● What the task asks
Copy out exactly the stretch of the listing below that begins at the line containing "pub fn attribute(&self, index: AttributeIndex)" and ends at the line containing "pub fn find_identity_constraint(&self, name: &QName)", and copy nothing outside it.
——————————
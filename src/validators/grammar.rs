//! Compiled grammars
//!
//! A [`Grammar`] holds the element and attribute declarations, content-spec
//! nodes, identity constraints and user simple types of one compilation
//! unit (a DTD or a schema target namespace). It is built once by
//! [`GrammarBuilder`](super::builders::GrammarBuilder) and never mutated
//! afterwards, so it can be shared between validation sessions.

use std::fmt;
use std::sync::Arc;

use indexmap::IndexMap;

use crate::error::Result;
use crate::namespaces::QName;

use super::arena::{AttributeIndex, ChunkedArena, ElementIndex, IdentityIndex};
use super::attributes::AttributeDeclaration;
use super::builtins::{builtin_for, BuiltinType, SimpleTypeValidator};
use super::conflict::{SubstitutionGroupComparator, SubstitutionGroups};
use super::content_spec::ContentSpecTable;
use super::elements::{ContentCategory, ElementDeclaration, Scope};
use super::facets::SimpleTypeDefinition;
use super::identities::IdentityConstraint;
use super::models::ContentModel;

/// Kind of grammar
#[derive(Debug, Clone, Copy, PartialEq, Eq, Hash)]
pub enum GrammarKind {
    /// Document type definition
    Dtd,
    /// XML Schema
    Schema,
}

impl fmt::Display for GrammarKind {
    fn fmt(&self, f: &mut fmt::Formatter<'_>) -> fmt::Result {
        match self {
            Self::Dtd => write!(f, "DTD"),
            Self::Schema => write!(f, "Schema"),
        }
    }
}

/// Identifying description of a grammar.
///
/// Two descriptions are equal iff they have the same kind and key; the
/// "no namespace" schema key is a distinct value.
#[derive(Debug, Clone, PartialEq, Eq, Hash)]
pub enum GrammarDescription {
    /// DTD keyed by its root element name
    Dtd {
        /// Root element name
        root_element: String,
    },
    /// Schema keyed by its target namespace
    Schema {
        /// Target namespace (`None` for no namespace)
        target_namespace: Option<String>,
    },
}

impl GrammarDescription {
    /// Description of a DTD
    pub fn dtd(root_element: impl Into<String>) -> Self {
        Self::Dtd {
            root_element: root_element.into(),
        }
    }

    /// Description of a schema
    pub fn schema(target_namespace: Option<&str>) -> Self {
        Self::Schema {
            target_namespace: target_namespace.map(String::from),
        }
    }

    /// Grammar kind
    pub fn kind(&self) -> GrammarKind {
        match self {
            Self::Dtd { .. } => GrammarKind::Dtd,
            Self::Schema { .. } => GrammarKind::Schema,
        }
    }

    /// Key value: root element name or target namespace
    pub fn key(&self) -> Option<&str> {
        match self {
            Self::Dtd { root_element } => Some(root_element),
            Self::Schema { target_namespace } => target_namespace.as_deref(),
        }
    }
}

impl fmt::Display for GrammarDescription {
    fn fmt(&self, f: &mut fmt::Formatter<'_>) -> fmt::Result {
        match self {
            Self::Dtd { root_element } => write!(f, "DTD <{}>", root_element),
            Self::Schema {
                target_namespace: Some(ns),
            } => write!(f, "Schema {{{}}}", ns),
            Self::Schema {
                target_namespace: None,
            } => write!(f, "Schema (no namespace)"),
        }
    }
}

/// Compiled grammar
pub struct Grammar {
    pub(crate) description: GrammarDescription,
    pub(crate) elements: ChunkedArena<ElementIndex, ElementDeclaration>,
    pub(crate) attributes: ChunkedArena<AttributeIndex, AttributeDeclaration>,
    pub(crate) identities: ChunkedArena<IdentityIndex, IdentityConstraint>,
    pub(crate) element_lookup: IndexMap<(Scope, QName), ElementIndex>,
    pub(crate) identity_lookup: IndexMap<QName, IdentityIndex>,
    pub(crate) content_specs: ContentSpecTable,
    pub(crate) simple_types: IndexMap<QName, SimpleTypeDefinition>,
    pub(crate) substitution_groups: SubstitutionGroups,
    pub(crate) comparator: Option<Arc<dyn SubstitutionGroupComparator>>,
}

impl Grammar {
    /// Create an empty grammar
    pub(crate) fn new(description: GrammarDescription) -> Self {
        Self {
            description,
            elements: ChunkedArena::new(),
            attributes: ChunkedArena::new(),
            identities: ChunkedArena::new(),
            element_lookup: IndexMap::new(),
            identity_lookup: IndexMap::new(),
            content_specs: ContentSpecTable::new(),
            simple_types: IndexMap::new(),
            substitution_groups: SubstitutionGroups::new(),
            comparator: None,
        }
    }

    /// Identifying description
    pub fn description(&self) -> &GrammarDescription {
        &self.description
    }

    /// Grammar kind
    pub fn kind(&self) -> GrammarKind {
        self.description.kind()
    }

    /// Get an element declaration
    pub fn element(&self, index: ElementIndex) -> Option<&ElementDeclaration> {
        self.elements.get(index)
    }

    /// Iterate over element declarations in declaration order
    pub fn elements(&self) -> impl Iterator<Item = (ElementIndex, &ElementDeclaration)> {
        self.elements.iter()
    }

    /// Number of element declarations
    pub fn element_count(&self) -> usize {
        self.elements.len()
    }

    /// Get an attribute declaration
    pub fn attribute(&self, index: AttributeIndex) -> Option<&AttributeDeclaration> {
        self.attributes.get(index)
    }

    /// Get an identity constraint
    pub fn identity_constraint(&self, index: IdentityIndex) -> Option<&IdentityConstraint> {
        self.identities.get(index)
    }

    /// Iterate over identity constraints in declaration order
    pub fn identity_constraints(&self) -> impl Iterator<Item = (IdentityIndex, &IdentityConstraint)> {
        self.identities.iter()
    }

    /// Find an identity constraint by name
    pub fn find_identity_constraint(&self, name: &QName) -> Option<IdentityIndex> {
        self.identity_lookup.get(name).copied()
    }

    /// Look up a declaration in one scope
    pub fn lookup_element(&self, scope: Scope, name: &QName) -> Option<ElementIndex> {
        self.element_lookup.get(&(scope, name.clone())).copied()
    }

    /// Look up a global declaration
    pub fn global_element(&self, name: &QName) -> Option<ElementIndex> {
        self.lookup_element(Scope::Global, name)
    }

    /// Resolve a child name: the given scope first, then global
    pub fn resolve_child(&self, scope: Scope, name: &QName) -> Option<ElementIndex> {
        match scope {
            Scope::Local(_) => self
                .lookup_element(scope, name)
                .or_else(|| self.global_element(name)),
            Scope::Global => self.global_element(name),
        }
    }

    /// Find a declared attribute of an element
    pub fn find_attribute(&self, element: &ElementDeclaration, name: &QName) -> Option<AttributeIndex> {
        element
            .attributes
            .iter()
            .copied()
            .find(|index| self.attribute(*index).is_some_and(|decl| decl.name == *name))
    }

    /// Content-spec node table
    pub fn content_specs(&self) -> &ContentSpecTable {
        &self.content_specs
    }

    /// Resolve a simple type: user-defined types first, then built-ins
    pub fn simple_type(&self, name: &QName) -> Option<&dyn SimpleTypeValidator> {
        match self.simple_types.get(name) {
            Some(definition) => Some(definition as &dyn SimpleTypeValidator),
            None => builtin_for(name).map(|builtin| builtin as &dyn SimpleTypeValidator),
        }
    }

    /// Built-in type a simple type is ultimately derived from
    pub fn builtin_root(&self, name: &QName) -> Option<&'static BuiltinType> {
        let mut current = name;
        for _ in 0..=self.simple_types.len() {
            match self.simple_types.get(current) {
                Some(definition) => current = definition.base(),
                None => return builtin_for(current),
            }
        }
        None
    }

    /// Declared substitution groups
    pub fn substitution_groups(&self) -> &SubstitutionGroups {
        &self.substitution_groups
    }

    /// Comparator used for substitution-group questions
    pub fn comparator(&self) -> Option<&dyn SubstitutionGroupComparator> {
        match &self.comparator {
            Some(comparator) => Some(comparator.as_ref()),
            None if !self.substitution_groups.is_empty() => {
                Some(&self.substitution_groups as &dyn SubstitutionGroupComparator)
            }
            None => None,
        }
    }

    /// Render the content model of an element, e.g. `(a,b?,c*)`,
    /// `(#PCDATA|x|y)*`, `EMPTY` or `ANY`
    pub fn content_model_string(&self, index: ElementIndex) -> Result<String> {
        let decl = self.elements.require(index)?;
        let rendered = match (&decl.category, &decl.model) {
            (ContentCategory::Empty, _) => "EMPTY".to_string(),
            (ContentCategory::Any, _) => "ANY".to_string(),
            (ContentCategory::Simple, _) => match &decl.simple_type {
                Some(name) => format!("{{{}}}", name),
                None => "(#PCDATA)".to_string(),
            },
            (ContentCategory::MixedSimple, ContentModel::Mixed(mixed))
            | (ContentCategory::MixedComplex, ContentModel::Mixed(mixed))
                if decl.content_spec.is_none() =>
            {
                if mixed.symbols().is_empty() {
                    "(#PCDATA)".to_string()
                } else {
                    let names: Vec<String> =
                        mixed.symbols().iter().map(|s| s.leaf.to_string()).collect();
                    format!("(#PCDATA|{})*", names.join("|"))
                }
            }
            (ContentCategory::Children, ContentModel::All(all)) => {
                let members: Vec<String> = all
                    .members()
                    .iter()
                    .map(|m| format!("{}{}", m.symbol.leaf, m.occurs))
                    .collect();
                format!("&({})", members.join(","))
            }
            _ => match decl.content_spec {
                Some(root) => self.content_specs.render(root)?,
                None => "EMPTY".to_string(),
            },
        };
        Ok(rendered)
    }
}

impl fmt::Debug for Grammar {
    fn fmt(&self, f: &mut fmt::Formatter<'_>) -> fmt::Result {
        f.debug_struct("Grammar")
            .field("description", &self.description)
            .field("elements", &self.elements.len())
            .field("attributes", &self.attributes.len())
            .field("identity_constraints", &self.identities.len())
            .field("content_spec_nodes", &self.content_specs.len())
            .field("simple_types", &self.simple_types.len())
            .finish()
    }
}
——————————
● Answer box
    pub fn attribute(&self, index: AttributeIndex) -> Option<&AttributeDeclaration> {
        self.attributes.get(index)
    }

    /// Get an identity constraint
    pub fn identity_constraint(&self, index: IdentityIndex) -> Option<&IdentityConstraint> {
        self.identities.get(index)
    }

    /// Iterate over identity constraints in declaration order
    pub fn identity_constraints(&self) -> impl Iterator<Item = (IdentityIndex, &IdentityConstraint)> {
        self.identities.iter()
    }

    /// Find an identity constraint by name
    pub fn find_identity_constraint(&self, name: &QName) -> Option<IdentityIndex> {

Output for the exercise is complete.